IKEA's Internet of Things plans imagine the networked kitchen

ikea lead image

A camera and projector is positioned above the table and induction coils underneath the table surface. Networked together, they allow the system to recognize objects and their movement and to project a display. 

Credit: IKEA

IKEA is hoping new 'intuitive and unobtrusive' technology will augment the kitchens of the future.


You may have read about furniture retailer IKEA's plans to introduce wireless smartphone charging in some of its furniture. Its Selje nightstand includes a Qi-compatible charger, for example. Charge your phone wirelessly while you slumber, and only for $60.

Well, that's just the beginning of the future for the 315-store, 9,500-product company. IKEA's future kitchen ideas include networked devices, shelves that act as refrigerators, tabletops that cook, and instant food delivery by drone.

Future kitchen

IKEA has been displaying some of its concepts at the 2015 Milan Design Week in Italy and has opened a temporary "pop-up" shop to display its future ideas for 2025.

IKEA collaborated on the project with IDEO, a major design and consulting firm, and design students from Lund University in Sweden and Eindhoven University of Technology in the Netherlands.

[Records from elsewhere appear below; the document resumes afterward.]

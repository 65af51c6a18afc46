pub mod color;
pub mod logging;
pub mod scroll;
use std::{error::Error, io, io::Write, sync::Arc};

use ratatui::crossterm::{
    cursor::SetCursorStyle,
    event::{DisableBracketedPaste, EnableBracketedPaste},
    execute,
    terminal::{disable_raw_mode, enable_raw_mode, EnterAlternateScreen, LeaveAlternateScreen},
};
use ratatui::{backend::CrosstermBackend, Terminal};
use tokio::sync::Mutex;

pub type SharedTerminal<W = io::Stdout> = Arc<Mutex<Terminal<CrosstermBackend<W>>>>;

pub fn setup_terminal() -> Result<SharedTerminal, Box<dyn Error>> {
    enable_raw_mode()?;

    let mut stdout = io::stdout();
    execute!(
        stdout,
        EnterAlternateScreen,
        EnableBracketedPaste,
        SetCursorStyle::SteadyBar
    )?;

    let backend = CrosstermBackend::new(stdout);
    let terminal = Terminal::new(backend).inspect_err(|_| {
        let _ = disable_raw_mode();
    })?;

    Ok(Arc::new(Mutex::new(terminal)))
}

pub async fn restore_terminal<W>(terminal: &SharedTerminal<W>) -> Result<(), Box<dyn Error>>
where
    W: Write + Send + 'static,
{
    disable_raw_mode()?;
    let mut guard = terminal.lock().await;
    execute!(
        guard.backend_mut(),
        SetCursorStyle::DefaultUserShape,
        LeaveAlternateScreen,
        DisableBracketedPaste
    )?;
    guard.show_cursor()?;
    Ok(())
}

#[cfg(test)]
mod tests {
    use super::*;
    use tokio::runtime::Runtime;

    #[test]
    fn setup_and_restore_round_trip_when_a_terminal_is_available() {
        // Headless CI has no terminal to switch; only check the happy path.
        if let Ok(terminal) = setup_terminal() {
            let runtime = Runtime::new().expect("runtime");
            runtime.block_on(async {
                let _ = restore_terminal(&terminal).await;
            });
        }
    }
}
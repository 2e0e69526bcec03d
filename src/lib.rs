#![deny(missing_docs)]
// This Source Code Form is subject to the terms of the Mozilla Public
// License, v. 2.0. If a copy of the MPL was not distributed with this
// file, You can obtain one at http://mozilla.org/MPL/2.0/.

//! Mandelbrot farm
//!
//! The Mandelbrot set is rendered by taking every cell of a grid,
//! mapping it to a point `c` on the complex plane, and counting how
//! many times `z = z² + c` can be applied, starting from zero, before
//! `z` runs off past a radius of 2.  Every cell is independent of every
//! other, which makes the math easy to spread out and leaves the real
//! work in how it is spread.
//!
//! This crate farms the grid out to a pool of worker ranks that share
//! no memory and talk only by message.  A single coordinator cuts the
//! grid into tasks (spans of the flattened grid, or rectangular
//! blocks), keeps a bounded number of tasks in flight per worker,
//! accepts results in whatever order they arrive, writes each one into
//! the grid at the place its header names, and stops every worker once
//! the last result is in.

#[macro_use]
extern crate failure_derive;
#[macro_use]
extern crate itertools;
#[macro_use]
extern crate log;
extern crate crossbeam;
extern crate failure;
extern crate num;
extern crate num_cpus;

#[cfg(test)]
extern crate rand;

pub mod channel;
pub mod cluster;
pub mod config;
pub mod coordinator;
pub mod errors;
pub mod frame;
pub mod grid;
pub mod local;
pub mod output;
pub mod planes;
pub mod tasks;
pub mod worker;

pub use channel::{mesh, Channel, Endpoint, Envelope, Rank, Tag, COORDINATOR};
pub use cluster::{run, Rendering};
pub use config::Config;
pub use coordinator::{Coordinator, Phase, RunReport, WorkerSlot};
pub use errors::{ConfigError, Error, Result};
pub use frame::Frame;
pub use grid::Grid;
pub use local::LocalRenderer;
pub use output::write_grid;
pub use planes::{escape_time, Pixel, PlaneMapper, Viewport};
pub use tasks::{task_size_for_count, Cursor, Partitioner, Shape, Task, Tiling};
pub use worker::{Worker, WorkerReport};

First up, the kitchen table will sense the food being placed on its surface, and although it won't automatically cook the food for you, it will tell you how to do it, including letting you know if you're missing something.

If you are, it will deliver the missing finely smoked oregano, or whatever, by drone instantaneously.

You'll also be able to charge devices by simply placing them on the table.

How: induction rings will be installed under the table's surface, making it double as a stove. A networked camera above the table recognizes objects, and a projector displays recipes. Existing tech charges phones.

Junk the fridge

Shelves should be used to store food in containers that include induction technology. The shelves will notify users when they need to consume food to prevent spoilage. 

How: induction coils would allow for cooling or heating, depending on the location of the container—pantry or stove.


Sounds good so far, but where would we be without a sustainable, ecological element to all this?

IKEA, to me, still conjures up images of disposable furniture pitched as worthy of an annual style refresh—throw the stuff out and buy it again, the company said in ads until very recently.

Well, composting is suitably sustainable. IKEA's designers think that leftover food could be processed into dry packages, called "pucks," with the squeezed-out water being used to feed indoor plants.


It isn't all gadgets in Milan, though. IKEA says it has analyzed trends and gathered the student's research to proffer some assumptions about 2025:

  • We'll be living more urban lives, which will mean that we will need to develop connections to the natural world.
  • Working from home will be the norm
  • Shopping will mean "home delivery," and global mega-systems will need to proliferate to keep costs down.

IKEA would be considered a global mega-system, as would Amazon and Google.


Now, the most keen-eyed of readers might have spotted something: IKEA isn't all that clear as to how it intends to accomplish much of this. But I think you can safely say that IoT will play, and if so, it's up to us to figure it all out. We've got until 2025.